The primary advantage of a propeller is that it is more efficient than a jet engine. Moving large masses of air slowly is simply more efficient than moving small masses of air quickly. In other applications we see helicopters are far more fuel efficient in hover than a Harrier "jump jet", or propeller driven ships more efficient than pump jets or other forms of water jet propulsion.
In fact, you might even wonder why use a jet engine at all, given these factors, but most users who have other considerations like speed, the need for a very compact powerplant, silence in operation (pump jets) and so on find these considerations have far greater priority than fuel efficiency.
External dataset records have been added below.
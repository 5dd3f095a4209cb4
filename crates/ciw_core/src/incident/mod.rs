use std::fmt::Write as _;

use crate::dedup::dedup_key_for_message;
use crate::domain::{Incident, IncidentCounts, Run, TestStatus};

/// Failing tests listed in a description before the overflow line.
pub const MAX_LISTED_FAILURES: usize = 20;

pub fn counts_for_run(run: &Run) -> IncidentCounts {
    IncidentCounts {
        total: run.tests,
        fail: run.failures,
        success: run.passed(),
        skip: run.skipped + run.pending,
    }
}

fn title_for(service: &str, counts: &IncidentCounts) -> String {
    if counts.fail == 0 {
        format!("{service}: all {} tests passed", counts.total)
    } else {
        format!(
            "{service}: {} of {} tests failed",
            counts.fail, counts.total
        )
    }
}

fn first_line(text: &str) -> &str {
    text.lines().map(str::trim).find(|l| !l.is_empty()).unwrap_or("")
}

/// Markdown summary of a run: totals plus the failing tests grouped by report and suite.
pub fn describe_run(run: &Run) -> String {
    let counts = counts_for_run(run);
    let mut out = String::new();
    let _ = writeln!(
        out,
        "**{}** tests: **{}** failed, **{}** passed, **{}** skipped ({:.1}s)",
        counts.total, counts.fail, counts.success, counts.skip, run.time
    );

    if counts.fail == 0 {
        return out;
    }

    out.push_str("\n### Failing tests\n\n");
    let failing: Vec<_> = run
        .reports
        .iter()
        .flat_map(|r| r.testsuites.iter().map(move |s| (r, s)))
        .flat_map(|(r, s)| {
            s.tests
                .iter()
                .filter(|t| t.status == TestStatus::Fail)
                .map(move |t| (r, s, t))
        })
        .collect();

    for (report, suite, test) in failing.iter().take(MAX_LISTED_FAILURES) {
        let reason = test
            .failures
            .first()
            .map(|f| first_line(&f.text))
            .unwrap_or("");
        if reason.is_empty() {
            let _ = writeln!(out, "- `{}` / {} / {}", report.name, suite.name, test.name);
        } else {
            let _ = writeln!(
                out,
                "- `{}` / {} / {}: {}",
                report.name, suite.name, test.name, reason
            );
        }
    }
    if failing.len() > MAX_LISTED_FAILURES {
        let _ = writeln!(out, "- ... and {} more", failing.len() - MAX_LISTED_FAILURES);
    }
    out
}

/// Build the incident for a run. The dedup key is computed by the caller per its scope policy.
pub fn build_incident(
    service: &str,
    run: &Run,
    dedup_key: String,
    source_url: Option<String>,
    assignee: Option<String>,
) -> Incident {
    let counts = counts_for_run(run);
    Incident {
        dedup_key,
        title: title_for(service, &counts),
        description: describe_run(run),
        service: service.to_string(),
        source_url,
        assignee,
        counts,
    }
}

/// Incident for a free-text failure message; always counts as one failure.
pub fn incident_from_message(
    service: &str,
    message: &str,
    source_url: Option<String>,
    assignee: Option<String>,
) -> Incident {
    let summary = first_line(message);
    Incident {
        dedup_key: dedup_key_for_message(service, message),
        title: if summary.is_empty() {
            format!("{service}: failure reported")
        } else {
            format!("{service}: {summary}")
        },
        description: message.trim().to_string(),
        service: service.to_string(),
        source_url,
        assignee,
        counts: IncidentCounts {
            total: 1,
            fail: 1,
            success: 0,
            skip: 0,
        },
    }
}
GE 36 Unducted Fan prototype
Unfortunatly I can no longer find the link outlining performance, but back in the 1990's there was experimentation with something called an "unducted fan", which was a form of turboprop which dispensed with the usual gearbox and used the turbine to drive the unducted fan blades with minimal speed reduction. While this was extremely noisy (the main reason that it was never adopted), there were great gains in fuel efficiency, and the large area that the unducted fan could "grab" when running gave the plane far superior performance in things like short field take off. The Soviet Union and now Russia have done more development work on unducted fan engines (they have far less stringent requirements for noise reduction, and most of their engines seem to be used on military transports)
Antonov AN-70 prototype
Progress D-27 Propfan engine
So the primary advantages of propellers is their efficiency (within the correct flight regime - no propeller can power a supersonic aircraft, for example) and greater performance in certain aspects, like short field take off. The power plant is actually irrelevant, model aircraft are powered by rubber bands, two stroke "glow plug" engines and electric motors, while most common propeller driven aircraft are powered by piston or turbine engines. A steam engine for propeller aircraft was developed in the 1930's, the Germans used diesel engines for a period during that time as well, and any other motive power source, like a Stirling engine could be used as well.